Spark ON YARN 的官方文档,基于Spark 2.1.1
http://spark.apache.org/docs/2.1.1/running-on-yarn.html
To use a custom log4j configuration for the application master or executors, here are the options:
log4j.properties
using spark-submit
, by adding it to the --files
list of files to be uploaded with the application.-Dlog4j.configuration=
to spark.driver.extraJavaOptions
(for the driver) or spark.executor.extraJavaOptions
(for executors). Note that if using a file, the file:
protocol should be explicitly provided, and the file needs to exist locally on all the nodes.$SPARK_CONF_DIR/log4j.properties
file and it will be automatically uploaded along with the other configurations. Note that other 2 options has higher priority than this option if multiple options are specified.Note that for the first option, both executors and the application master will share the same log4j configuration, which may cause issues when they run on the same node (e.g. trying to write to the same log file).

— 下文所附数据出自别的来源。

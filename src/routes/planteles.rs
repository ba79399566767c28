use actix_web::{HttpRequest, HttpResponse, Result as ActixResult, web};
use once_cell::sync::Lazy;

use crate::middlewares;
use crate::models::planteles::requests::{
    ActualizarAulasRequest, CreateDirectorRequest, CreatePlantelRequest,
};
use crate::models::users::entities::UserRole;
use crate::services::PlantelService;

static PLANTEL_SERVICE: Lazy<PlantelService> = Lazy::new(PlantelService::new_lazy);

pub async fn create_plantel(
    req: HttpRequest,
    plantel_data: web::Json<CreatePlantelRequest>,
) -> ActixResult<HttpResponse> {
    PLANTEL_SERVICE
        .create_plantel(plantel_data.into_inner(), &req)
        .await
}

pub async fn list_planteles(request: HttpRequest) -> ActixResult<HttpResponse> {
    PLANTEL_SERVICE.list_planteles(&request).await
}

pub async fn create_director(
    req: HttpRequest,
    director_data: web::Json<CreateDirectorRequest>,
) -> ActixResult<HttpResponse> {
    PLANTEL_SERVICE
        .create_director(director_data.into_inner(), &req)
        .await
}

pub async fn actualizar_aulas(
    req: HttpRequest,
    aulas_data: web::Json<ActualizarAulasRequest>,
) -> ActixResult<HttpResponse> {
    PLANTEL_SERVICE
        .actualizar_aulas(aulas_data.into_inner(), &req)
        .await
}

pub fn configure_plantel_routes(cfg: &mut web::ServiceConfig) {
    cfg.service(
        web::scope("/api/v1/planteles")
            .wrap(middlewares::RequireJWT)
            .service(
                web::scope("/aulas")
                    .wrap(middlewares::RequireRole::new_any(UserRole::direction_roles()))
                    .route("", web::put().to(actualizar_aulas)),
            )
            .service(
                web::scope("")
                    .wrap(middlewares::RequireRole::new_any(UserRole::admin_roles()))
                    .route("", web::get().to(list_planteles))
                    .route("", web::post().to(create_plantel))
                    .route("/directores", web::post().to(create_director)),
            ),
    );
}
use actix_web::{HttpRequest, HttpResponse, Result as ActixResult, web};
use once_cell::sync::Lazy;

use crate::middlewares;
use crate::models::users::entities::UserRole;
use crate::models::users::requests::{
    CreateCoordinadorRequest, CreateDocenteRequest, RegistrarAlumnoRequest, ResetPasswordRequest,
    UpdateDocenteRequest, UserListParams,
};
use crate::services::UserService;
use crate::utils::{SafeGrupoIdI64, SafeUserIdI64};

static USER_SERVICE: Lazy<UserService> = Lazy::new(UserService::new_lazy);

pub async fn list_docentes(
    req: HttpRequest,
    query: web::Query<UserListParams>,
) -> ActixResult<HttpResponse> {
    USER_SERVICE.list_docentes(query.into_inner(), &req).await
}

pub async fn create_docente(
    req: HttpRequest,
    docente_data: web::Json<CreateDocenteRequest>,
) -> ActixResult<HttpResponse> {
    USER_SERVICE
        .create_docente(docente_data.into_inner(), &req)
        .await
}

pub async fn get_docente(
    req: HttpRequest,
    docente_id: SafeUserIdI64,
) -> ActixResult<HttpResponse> {
    USER_SERVICE.get_docente(docente_id.0, &req).await
}

pub async fn update_docente(
    req: HttpRequest,
    docente_id: SafeUserIdI64,
    update_data: web::Json<UpdateDocenteRequest>,
) -> ActixResult<HttpResponse> {
    USER_SERVICE
        .update_docente(docente_id.0, update_data.into_inner(), &req)
        .await
}

pub async fn delete_docente(
    req: HttpRequest,
    docente_id: SafeUserIdI64,
) -> ActixResult<HttpResponse> {
    USER_SERVICE.delete_docente(docente_id.0, &req).await
}

pub async fn list_coordinadores(
    req: HttpRequest,
    query: web::Query<UserListParams>,
) -> ActixResult<HttpResponse> {
    USER_SERVICE
        .list_coordinadores(query.into_inner(), &req)
        .await
}

pub async fn create_coordinador(
    req: HttpRequest,
    coordinador_data: web::Json<CreateCoordinadorRequest>,
) -> ActixResult<HttpResponse> {
    USER_SERVICE
        .create_coordinador(coordinador_data.into_inner(), &req)
        .await
}

pub async fn reset_coordinador_password(
    req: HttpRequest,
    coordinador_id: SafeUserIdI64,
    reset_data: web::Json<ResetPasswordRequest>,
) -> ActixResult<HttpResponse> {
    USER_SERVICE
        .reset_coordinador_password(coordinador_id.0, reset_data.into_inner(), &req)
        .await
}

pub async fn registrar_alumno(
    req: HttpRequest,
    registro: web::Json<RegistrarAlumnoRequest>,
) -> ActixResult<HttpResponse> {
    USER_SERVICE
        .registrar_alumno(registro.into_inner(), &req)
        .await
}

pub async fn list_alumnos_de_grupo(
    req: HttpRequest,
    grupo_id: SafeGrupoIdI64,
) -> ActixResult<HttpResponse> {
    USER_SERVICE.list_alumnos_de_grupo(grupo_id.0, &req).await
}

pub fn configure_user_routes(cfg: &mut web::ServiceConfig) {
    cfg.service(
        web::scope("/api/v1/usuarios")
            .wrap(middlewares::RequireJWT)
            .service(
                web::scope("/docentes")
                    .wrap(middlewares::RequireRole::new_any(UserRole::staff_roles()))
                    .route("", web::get().to(list_docentes))
                    .route("", web::post().to(create_docente))
                    .route("/{user_id}", web::get().to(get_docente))
                    .route("/{user_id}", web::put().to(update_docente))
                    .route("/{user_id}", web::delete().to(delete_docente)),
            )
            .service(
                web::scope("/coordinadores")
                    .wrap(middlewares::RequireRole::new_any(UserRole::direction_roles()))
                    .route("", web::get().to(list_coordinadores))
                    .route("", web::post().to(create_coordinador))
                    .route(
                        "/{user_id}/reset-password",
                        web::post().to(reset_coordinador_password),
                    ),
            )
            .service(
                web::scope("/alumnos")
                    .route(
                        "",
                        web::post()
                            .to(registrar_alumno)
                            .wrap(middlewares::RequireRole::new_any(UserRole::staff_roles())),
                    )
                    .route(
                        "/grupo/{grupo_id}",
                        web::get().to(list_alumnos_de_grupo).wrap(
                            middlewares::RequireRole::new_any(UserRole::teaching_roles()),
                        ),
                    ),
            ),
    );
}
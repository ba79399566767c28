use actix_web::{HttpRequest, HttpResponse, Result as ActixResult};

use crate::models::auth::responses::RefreshTokenResponse;
use crate::models::{ApiResponse, ErrorCode};
use crate::utils::jwt;

use super::AuthService;

pub async fn handle_refresh_token(
    service: &AuthService,
    request: &HttpRequest,
) -> ActixResult<HttpResponse> {
    let config = service.get_config();

    match jwt::JwtUtils::extract_refresh_token_from_cookie(request) {
        Some(refresh_token) => match jwt::JwtUtils::refresh_access_token(&refresh_token) {
            Ok(new_access_token) => {
                let response = RefreshTokenResponse {
                    access_token: new_access_token,
                    expires_in: config.jwt.access_token_expiry * 60,
                };
                Ok(HttpResponse::Ok().json(ApiResponse::success(
                    response,
                    "Token refreshed successfully",
                )))
            }
            Err(e) => {
                tracing::error!("Refresh token failed: {}", e);

                let empty_cookie = jwt::JwtUtils::create_empty_refresh_token_cookie();

                Ok(HttpResponse::Unauthorized().cookie(empty_cookie).json(
                    ApiResponse::error_empty(
                        ErrorCode::Unauthorized,
                        "Login expired or invalid, please login again",
                    ),
                ))
            }
        },
        None => Ok(HttpResponse::Unauthorized().json(ApiResponse::error_empty(
            ErrorCode::Unauthorized,
            "Unauthorized access, please login",
        ))),
    }
}
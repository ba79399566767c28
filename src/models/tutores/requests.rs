use serde::Deserialize;

#[derive(Debug, Deserialize)]
pub struct CreateTutorRequest {
    pub alumno_id: i64,
    pub nombre: String,
    pub parentesco: String,
    pub telefono: String,
    pub correo: Option<String>,
}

通过以上的描述,可以看到可以通过 --files 传预设值的配置
例如 :
--files log4j.config 这种
那么如果提交多个文件怎么办呢,此时我们需要用 ( , ) 逗号进行分割。
--files redis.config,mysql.config
我们将提交多个文件写成脚本 :
ROOT_PATH=$(dirname $(readlink -f $0))
## config , Job config files
config=""
for file in ${ROOT_PATH}/config/*
do
config="${file},${config}"
done
nohup /usr/bin/spark2-submit \
--class ${class_name} \
--name ${JOB_NAME} \
--files ${config} \
--master yarn \
--driver-memory 2G \
--driver-cores 1 \
--num-executors 3 \
--executor-cores 2 \
--executor-memory 2G \
--jars ${classpath} \
${ROOT_PATH}/libs/${APP_NAME}-${libVersion}-SNAPSHOT.jar online ${config} \
> ${ROOT_PATH}/logs/start.error 2> ${ROOT_PATH}/logs/start.log &
可以看到真实的路径为如下描述:
--- Test ---
config files : /data-hdd/00/project/cloudera-scm/spark-workspace/onlineJob/TD-clickImp-blacklist-redis/0.0.6/config/redis_cluster.conf,/data-hdd/00/project/cloudera-scm/spark-workspace/onlineJob/TD-clickImp-blacklist-redis/0.0.6/config/LAN_ip,/data-hdd/00/project/cloudera-scm/spark-workspace/onlineJob/TD-clickImp-blacklist-redis/0.0.6/config/kafka_cluster.conf,
拆分为这3个文件:
/data-hdd/00/project/cloudera-scm/spark-workspace/onlineJob/TD-clickImp-blacklist-redis/0.0.6/config/redis_cluster.conf,
/data-hdd/00/project/cloudera-scm/spark-workspace/onlineJob/TD-clickImp-blacklist-redis/0.0.6/config/LAN_ip,
/data-hdd/00/project/cloudera-scm/spark-workspace/onlineJob/TD-clickImp-blacklist-redis/0.0.6/config/kafka_cluster.conf,
首先,注意我们把这些路径通过参数的方式传递进 main 方法中。
//获取上传的文件名
Set fileFullPathContainer = null;
if (args.length < 2 && (GlobalVariable.env != EnvType.IDE)) {
return;
} else {
fileFullPathContainer = FileUtil.filesSplit(args[1], ",");
}
filesSplit 方法:
public static Set filesSplit(String filesString, String separator) {
Set resultSet = new HashSet<>();
String[] tmpArr = filesString.split(separator);
resultSet.addAll(Arrays.asList(tmpArr));
return resultSet;
}
这样我们就可以通过绝对路径读取到配置文件了,下面是一个示例:
if (GlobalVariable.env == EnvType.IDE) {
ConfigCenter.init(GlobalVariable.env);
configCenter = ConfigCenter.getInstance();
} else {
ConfigCenter.init(null);
configCenter = ConfigCenter.getInstance();
//读取Kafka 配置
Properties kafkaProps = new Properties();
kafkaProps.load(new FileInputStream(FileUtil.findFileFullPath(fileFullPathContainer, "kafka_cluster.conf")));
configCenter.setKafkaConfig(kafkaProps);
//读取Redis 配置
Properties redisProps = new Properties();
redisProps.load(new FileInputStream(FileUtil.findFileFullPath(fileFullPathContainer, "redis_cluster.conf")));
configCenter.setRedisConfig(redisProps);
}
findFileFullPath 方法:
public static String findFileFullPath(Set container, String shortName) {
for (String tmpString : container) {
if (tmpString.contains(shortName)) {
return tmpString;
}
}
return null;
}